Anyway, I did not want to just steal her number of pages a day, so I decided to do what she did. I looked at the previous month at the time of planning this, July 2019, and saw that I read a total of 1984 pages (hello George Orwell!) then divided it by 31 days, the number of days in that particular month. This simple little equation gave me 64 pages a day. So, I am planning on reading 64 pages a day for the first half of September! I am happy with this number, it is neither too much or too little.


-Reading/Page Log-

♣ = Completed on time,  > = Read more,  =Read Less

  • ♣1: 1-64 of Tin Man by Sarah Winman
  • ♣2: 65-128 of Tin Man by Sarah Winman
  • ♣3:129-192 of Tin Man by Sarah Winman
  • ♣4: 192-224 of Tin Man by Sarah Winman, 1-32 of The Salt Path by Raynor Winn
  • ♣5: 33-96 of The Salt Path by Raynor Winn
  • ♣6: 1-64 of The Tea Dragon Society byKatie O’Neill 
  • ♣7: 97- 160 of The Salt Path by Raynor Winn
  • ♣8: 161- 224 of The Salt Path by Raynor Winn
  • ♣9: 225-270 of The Salt Path by Raynor Winn, 1-18 of Coffey’s Hands (The Green Mile #3) by Stephen King 
  • ♣10: 19-82 Coffey’s Hands (Green Mile Part 3) by Stephen King 
  • ♣11:83-90 Coffey’s Hands (Green Mile Part 3) by Stephen King, 1-56 of The Bad Death of Eduard Delacroix (The Green Mile #4) by Stephen King
  • >12: 1-96…oops I went over my 64 pages a day limit gah! Aquicorn Cove by Katie O’Neill
  • 13:(34) 57- 90 of The Bad Death of Eduard Delacroix (The Green Mile #4) by Stephen King, (30) 1-30 of Night Journey(The Green Mile #5) by Stephen King
  • 14: (60) 31-90 Night Journey(The Green Mile #5) by Stephen King,  (4) 1-4 of Coffey on the Mile (The Green Mile #6) by Stephen King
  • 15: (64) 5-68 of Coffey on the Mile (The Green Mile #6) by Stephen King

-Reflection- 

Okay, even though I only did this challenge for half of the month, I feel like I have some interesting things I realized. Some of these were more of an impact than others, but they all were notable things. Some had to do with my sleep, productivity, and readalongs/buddyreads.

The first one was, some nights I had things I needed to get done so reading had to take a back seat. Sadly, this meant I ended up staying up late to do my required reading and I was not happy when I had to wake up early the next morning.  Sometimes I don’t read for a day or so because life gets in the way and even though 64 pages isn’t a ton it feels like it when you start reading at 10 at night.

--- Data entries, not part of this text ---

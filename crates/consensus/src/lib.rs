//! Consensus view - push channel and state reconciliation
//!
//! Architecture:
//! - `EventChannel` owns the single WebSocket to the consensus feed and
//!   reconnects with capped exponential backoff
//! - `Reconciler` merges REST snapshots and pushed events through one apply
//!   loop into a `ReconciledState`
//! - `QuorumRule` decides what a vote set means; by default only the server
//!   declares outcomes

pub mod backoff;
pub mod channel;
pub mod quorum;
pub mod reconciler;
pub mod state;
pub mod subscriptions;
pub mod types;

pub use backoff::Backoff;
pub use channel::{ChannelError, EventChannel};
pub use quorum::{QuorumRule, ServerAsserted, ThresholdQuorum};
pub use reconciler::Reconciler;
pub use state::{ApplyOutcome, ReconciledState, ReconcilerState, StaleFlags};
pub use subscriptions::{Handler, SubscriptionId, Subscribers};
pub use types::*;
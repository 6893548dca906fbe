//! Partition statistics used by the recursion and the order selectors

use std::collections::BTreeMap;

use ndarray::ArrayView2;

/// Count the occurrences of every label
///
/// # Returns
/// * Map of label -> population, iterated in ascending label order
pub fn label_counts(labels: &[usize]) -> BTreeMap<usize, usize> {
    labels.iter().fold(BTreeMap::new(), |mut acc, &label| {
        *acc.entry(label).or_insert(0) += 1;
        acc
    })
}

/// Per-feature (min, max) of the rows, the bounding box reference samples are drawn from
pub fn feature_bounds(data: ArrayView2<f64>) -> Vec<(f64, f64)> {
    data.columns()
        .into_iter()
        .map(|column| {
            column.iter().fold((f64::INFINITY, f64::NEG_INFINITY), |(lo, hi), &v| (lo.min(v), hi.max(v)))
        })
        .collect()
}

/// Percentile with linear interpolation between closest ranks
///
/// `q` is in [0, 100]. Returns `None` for an empty slice.
pub fn percentile(values: &[f64], q: f64) -> Option<f64> {
    if values.is_empty() {
        return None;
    }
    let mut sorted = values.to_vec();
    sorted.sort_by(f64::total_cmp);

    let rank = (q / 100.0).clamp(0.0, 1.0) * (sorted.len() - 1) as f64;
    let lower = rank.floor() as usize;
    let upper = rank.ceil() as usize;
    let weight = rank - lower as f64;
    Some(sorted[lower] + (sorted[upper] - sorted[lower]) * weight)
}

#[cfg(test)]
mod tests {
    use super::*;
    use ndarray::array;

    #[test]
    fn counts_are_ordered_by_label() {
        let counts = label_counts(&[2, 0, 2, 1, 2]);
        assert_eq!(counts.into_iter().collect::<Vec<_>>(), vec![(0, 1), (1, 1), (2, 3)]);
    }

    #[test]
    fn percentile_interpolates() {
        let values = [4.0, 1.0, 3.0, 2.0];
        assert_eq!(percentile(&values, 0.0), Some(1.0));
        assert_eq!(percentile(&values, 100.0), Some(4.0));
        assert_eq!(percentile(&values, 50.0), Some(2.5));
        assert_eq!(percentile(&[], 50.0), None);
    }

    #[test]
    fn bounds_per_column() {
        let data = array![[1.0, -2.0], [3.0, 5.0], [2.0, 0.0]];
        assert_eq!(feature_bounds(data.view()), vec![(1.0, 3.0), (-2.0, 5.0)]);
    }
}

The second thing that this really affected was my buddy reads. I really had a hard time planning my reading ahead of time so I could read what I wanted to read, but also make sure I was prepared for my discussions and such. So, I kinda got stressed I was not going to be able to fit everything in, but also not read it to far in advance where I would forget everything.

Lastly, I would say it made me feel very productive. It was nice to check something off my check list all day that was a challenge, but kinda easy and very enjoyable at the same time.

I don’t think I would ever read like this again, but it was really interesting to see how I would do with reading my average every day.


Do you ever take part in a reading challenge?

What youtuber or book blogger inspires you?

Would you try a challenge like this?